Chinchilla models of selective cochlear hair cell loss

• Published in: Hearing research Vol. 174; no. 1; pp. 230 - 238
• Main Authors: McFadden, Sandra L, Ding, Dalian, Jiang, Haiyan, Woo, Jenifer M, Salvi, Richard J
• Format: Journal Article
• Language: English
• Published: Amsterdam Elsevier B.V 01.12.2002; Elsevier
• Subjects: Aminoglycoside antibiotic; Animals; Anti-Bacterial Agents - administration & dosage; Biological and medical sciences; Body Weight - drug effects; Cell Death; Chinchilla; Cochlea - drug effects; Cochlea - pathology; Cochlea - physiology; Diuretics - administration & dosage; Dose-Response Relationship, Drug; Drug Administration Schedule; Drug Synergism; Drug toxicity and drugs side effects treatment; Ethacrynic Acid - administration & dosage; Free radical; Gentamicins - administration & dosage; Hair Cells, Auditory - drug effects; Hair Cells, Auditory - pathology; Hair Cells, Auditory - physiology; Hair Cells, Vestibular - drug effects; Hair Cells, Vestibular - physiology; Hearing loss; Inner ear pathology; Loop diuretic; Medical sciences; Ototoxicity; Pharmacology.

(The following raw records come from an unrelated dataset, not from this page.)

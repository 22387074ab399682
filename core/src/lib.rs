//! anomalia-core
//!
//! N-gram models of token and part-of-speech tag sequences, used to rank
//! phrases of a tagged corpus from most to least expected.
//!
//! Training folds tagged sentences into two trigram chain graphs (tokens and
//! tags) and a token/tag co-occurrence lexicon. Freezing derives the suffix
//! back-off indexes and the interpolation weights; the frozen [`Model`]
//! scores phrases and streams them into a bounded top/bottom [`Ranker`].
//!
//! Public API:
//! - `Trainer` - mutable training pass over a corpus
//! - `Model` - frozen models, phrase scoring and ranking
//! - `ChainGraph` / `ChainModel` - trigram counts and smoothed probabilities
//! - `TagLexicon` - emission probabilities with suffix back-off
//! - `Ranker` / `BoundedTop` - streaming top-K selection
//! - `SentenceReader` - tagged corpus input
//! - `MorphDictionary` / `UnknownForms` - dictionary lookups and lexicon diff
//! - `Config` - thresholds and scoring options
use std::io::BufRead;

use anyhow::Context;
use serde::Serialize;
use tracing::{debug, info};

pub mod error;
pub use error::{ModelError, Result};

pub mod trie;
pub use trie::PrefixIndex;

pub mod ngram;
pub use ngram::{frame, is_sentinel, Chain, ChainGraph, ChainNode, ORDER, START, STOP};

pub mod suffix;
pub use suffix::SuffixIndex;

pub mod interpolation;
pub use interpolation::{estimate_lambdas, estimate_lambdas_with, ChainModel, Lambdas};

pub mod lexicon;
pub use lexicon::{EmissionNode, TagLexicon};

pub mod scorer;
pub use scorer::{PhraseScorer, Position};

pub mod ranking;
pub use ranking::{BoundedTop, Keep, Ranker, Scored, ScoredPhrase};

pub mod corpus;
pub use corpus::{Sentence, SentenceReader};

pub mod morph;
pub use morph::{MorphDictionary, MorphEntry};

pub mod unknown;
pub use unknown::{FormCount, UnknownForms};

pub mod report;
pub use report::{ModelWeights, RankReport, RankedPhrase};

pub mod config;
pub use config::{BigramDenominator, Composition, Config, ScoringConfig};

/// Utility helpers.
pub mod utils {
    /// Normalize input strings (NFC) and trim whitespace.
    pub fn normalize(s: &str) -> String {
        use unicode_normalization::UnicodeNormalization;
        s.nfc().collect::<String>().trim().to_string()
    }
}

/// Training pass: chain graphs and lexicon, still mutable.
#[derive(Debug, Clone, Default)]
pub struct Trainer {
    tokens: ChainGraph,
    tags: ChainGraph,
    lexicon: TagLexicon,
    sentences: usize,
}

impl Trainer {
    pub fn new() -> Self {
        Self::default()
    }

    /// Fold one tagged sentence (without sentinels) into the model.
    ///
    /// The sentence is validated up front; a rejected sentence changes
    /// nothing.
    pub fn add_sentence<S: AsRef<str>, T: AsRef<str>>(&mut self, tokens: &[S], tags: &[T]) -> Result<()> {
        if tokens.len() != tags.len() {
            return Err(ModelError::LengthMismatch {
                tokens: tokens.len(),
                tags: tags.len(),
            });
        }
        if tokens.iter().any(|t| t.as_ref().is_empty()) {
            return Err(ModelError::EmptyToken);
        }
        if tags.iter().any(|t| t.as_ref().is_empty()) {
            return Err(ModelError::EmptyTag);
        }
        self.tokens.add_sequence(&frame(tokens))?;
        self.tags.add_sequence(&frame(tags))?;
        self.lexicon.add_sentence(tokens, tags)?;
        self.sentences += 1;
        Ok(())
    }

    /// Train on every sentence of a corpus. Returns the sentences added.
    pub fn train<R: BufRead>(&mut self, mut reader: SentenceReader<R>) -> anyhow::Result<usize> {
        let before = self.sentences;
        for sentence in reader.by_ref() {
            let sentence = sentence.context("reading training corpus")?;
            self.add_sentence(&sentence.tokens, &sentence.tags)?;
        }
        let added = self.sentences - before;
        info!(
            sentences = added,
            skipped_lines = reader.skipped(),
            distinct_tokens = self.tokens.distinct_tokens(),
            distinct_tags = self.tags.distinct_tokens(),
            "training pass done"
        );
        Ok(added)
    }

    pub fn sentences(&self) -> usize {
        self.sentences
    }

    pub fn tokens(&self) -> &ChainGraph {
        &self.tokens
    }

    pub fn tags(&self) -> &ChainGraph {
        &self.tags
    }

    pub fn lexicon(&self) -> &TagLexicon {
        &self.lexicon
    }

    /// Derive the suffix indexes and interpolation weights and freeze.
    pub fn freeze(self, config: &Config) -> Result<Model> {
        let threshold = config.suffix_threshold;
        let max_len = config.max_suffix_length;
        let theta = config
            .suffix_theta
            .unwrap_or_else(|| self.tags.frequency_variance());

        let mut lexicon = self.lexicon;
        lexicon.build_suffix_index(threshold, max_len, theta)?;
        let denominator = config.bigram_denominator;
        let tokens = ChainModel::new(self.tokens, threshold, max_len, denominator)?;
        let tags = ChainModel::new(self.tags, threshold, max_len, denominator)?;
        debug!(
            token_lambdas = ?tokens.lambdas().0,
            tag_lambdas = ?tags.lambdas().0,
            theta,
            "model frozen"
        );

        Ok(Model {
            tokens,
            tags,
            lexicon,
            scoring: config.scoring.clone(),
        })
    }
}

/// Counters of a ranking pass.
#[derive(Debug, Clone, Copy, Default, PartialEq, Eq, Serialize)]
pub struct RankStats {
    /// Sentences read from the corpus.
    pub sentences: usize,
    /// Sentences handed to the ranker.
    pub scored: usize,
    /// Sentences the ranker refused (empty or zero score).
    pub discarded: usize,
}

/// Frozen token and tag models with their lexicon.
#[derive(Debug, Clone)]
pub struct Model {
    tokens: ChainModel,
    tags: ChainModel,
    lexicon: TagLexicon,
    scoring: ScoringConfig,
}

impl Model {
    pub fn tokens(&self) -> &ChainModel {
        &self.tokens
    }

    pub fn tags(&self) -> &ChainModel {
        &self.tags
    }

    pub fn lexicon(&self) -> &TagLexicon {
        &self.lexicon
    }

    pub fn scoring(&self) -> &ScoringConfig {
        &self.scoring
    }

    pub fn scorer(&self) -> PhraseScorer<'_> {
        PhraseScorer::new(&self.tokens, &self.tags, &self.lexicon, &self.scoring)
    }

    /// Score a tagged phrase (without sentinels). An empty phrase is
    /// rejected.
    ///
    /// # Example
    /// ```
    /// use anomalia_core::{Config, Trainer};
    ///
    /// let mut trainer = Trainer::new();
    /// trainer.add_sentence(&["il", "gatto", "corre"], &["DET", "NOUN", "VERB"]).unwrap();
    /// trainer.add_sentence(&["il", "cane", "corre"], &["DET", "NOUN", "VERB"]).unwrap();
    /// let model = trainer.freeze(&Config::default()).unwrap();
    ///
    /// let tags = ["DET", "NOUN", "VERB"];
    /// let good = model.score_phrase(&["il", "gatto", "corre"], &tags).unwrap();
    /// let bad = model.score_phrase(&["xyz", "zzz", "qqq"], &tags).unwrap();
    /// assert!(good > bad);
    /// ```
    pub fn score_phrase<S: AsRef<str>, T: AsRef<str>>(&self, tokens: &[S], tags: &[T]) -> Result<f64> {
        self.scorer().score_tagged(tokens, tags)
    }

    /// Score a corpus sentence.
    pub fn score(&self, sentence: &Sentence) -> Result<ScoredPhrase> {
        let score = self.score_phrase(&sentence.tokens, &sentence.tags)?;
        Ok(ScoredPhrase {
            tokens: sentence.tokens.clone(),
            tags: sentence.tags.clone(),
            score,
        })
    }

    /// Score every sentence of a corpus into `ranker`.
    pub fn rank<R: BufRead>(
        &self,
        mut reader: SentenceReader<R>,
        ranker: &mut Ranker,
    ) -> anyhow::Result<RankStats> {
        let mut stats = RankStats::default();
        for sentence in reader.by_ref() {
            let sentence = sentence.context("reading corpus to rank")?;
            stats.sentences += 1;
            let phrase = self.score(&sentence)?;
            if ranker.offer(phrase) {
                stats.scored += 1;
            } else {
                stats.discarded += 1;
            }
        }
        info!(
            sentences = stats.sentences,
            scored = stats.scored,
            discarded = stats.discarded,
            skipped_lines = reader.skipped(),
            "ranking pass done"
        );
        Ok(stats)
    }
}
//! Validation errors raised by the model.
//!
//! These are the "invalid argument" conditions: the call is rejected and no
//! model state is touched. I/O problems are not represented here; they travel
//! as `std::io::Error` or `anyhow::Error`.

/// Errors returned when a caller hands the model something it cannot use.
#[derive(Debug, Clone, PartialEq, Eq)]
pub enum ModelError {
    /// A Prefix Index key was the empty string.
    EmptyKey,
    /// A token inside a sequence or a token/tag pair was empty.
    EmptyToken,
    /// A tag inside a sequence or a token/tag pair was empty.
    EmptyTag,
    /// Token and tag sequences of a phrase differ in length.
    LengthMismatch { tokens: usize, tags: usize },
    /// A sequence is shorter than the model needs to score it.
    PhraseTooShort { len: usize, min: usize },
    /// A scoring window does not have exactly the model order.
    WindowLength { expected: usize, got: usize },
}

impl std::fmt::Display for ModelError {
    fn fmt(&self, f: &mut std::fmt::Formatter<'_>) -> std::fmt::Result {
        match self {
            ModelError::EmptyKey => write!(f, "empty key"),
            ModelError::EmptyToken => write!(f, "empty token"),
            ModelError::EmptyTag => write!(f, "empty tag"),
            ModelError::LengthMismatch { tokens, tags } => {
                write!(f, "{} tokens but {} tags", tokens, tags)
            }
            ModelError::PhraseTooShort { len, min } => {
                write!(f, "sequence of length {} is shorter than {}", len, min)
            }
            ModelError::WindowLength { expected, got } => {
                write!(f, "window of length {} (expected {})", got, expected)
            }
        }
    }
}

impl std::error::Error for ModelError {}

/// Result alias for model operations.
pub type Result<T> = std::result::Result<T, ModelError>;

Drug treatments; Toxicity: respiratory system, ent, stomatology; Loop diuretic; Aminoglycoside antibiotic; OHC, outer hair cell; GM, gentamicin sulfate; IHC, inner hair cell; AAB, aminoglycoside antibiotics; EA, ethacrynic acid; Inner ear pathology; ROS, reactive oxygen species; Free radical; Ototoxicity; Hearing loss; Cell function; Toxicity; Gentamicin; Auditory disorder; Etacrynic acid; Chinchilla; Organ of hearing; Diuretic; ENT disease; Vestibular system; Hair cell of the ear; Internal ear disease; Rodentia; Vertebrata; Antibiotic; Mammalia; Cell death; Aminoglycoside; Cochlea
• ISSN: 0378-5955; 1878-5891
• DOI: 10.1016/S0378-5955(02)00697-4

Although it is well known that ethacrynic acid (EA) can enhance gentamicin (GM) ototoxicity, there has been no systematic study of the relationship between dosing parameters and inner ear pathology. We examined the effects of two parameters, GM dose and time delay between GM and EA administration, on cochlear and vestibular hair cell loss in chinchillas. ‘No delay’ groups received one injection of GM (125, 40, 20, or 10 mg/kg i.m.) followed immediately by EA (40 mg/kg i.v.); ‘delay’ groups received GM (10 mg/kg i.m.) followed by EA 1 or 1.5 h later. Animals were sacrificed 7 days later for evaluation of hair cell loss in the cochlea and vestibular end organs (cristae, saccule and utricle). Vestibular function was assessed prior to sacrifice by measuring the duration of nystagmus induced by cold caloric stimulation. No delay groups had ∼100% loss of outer hair cells and dose-dependent losses of inner hair cells, ranging from ∼100% to 58%. In 1 and 1.5 h delay groups, inner hair cell losses were ∼19% and 0%, outer hair cell losses were ∼74% and 47%, and outer hair cell loss followed a typical base to apex gradient. Two results were remarkable. First, the three groups with partial inner hair cell loss showed an atypical lesion pattern in which losses were substantially greater in the apical half than in the basal half of the cochlea. Second, there was no vestibular pathology in any group. The results establish dosing parameters that can be used to produce animal models with defined patterns and magnitudes of cochlear hair cell damage, but normal vestibular function and morphology.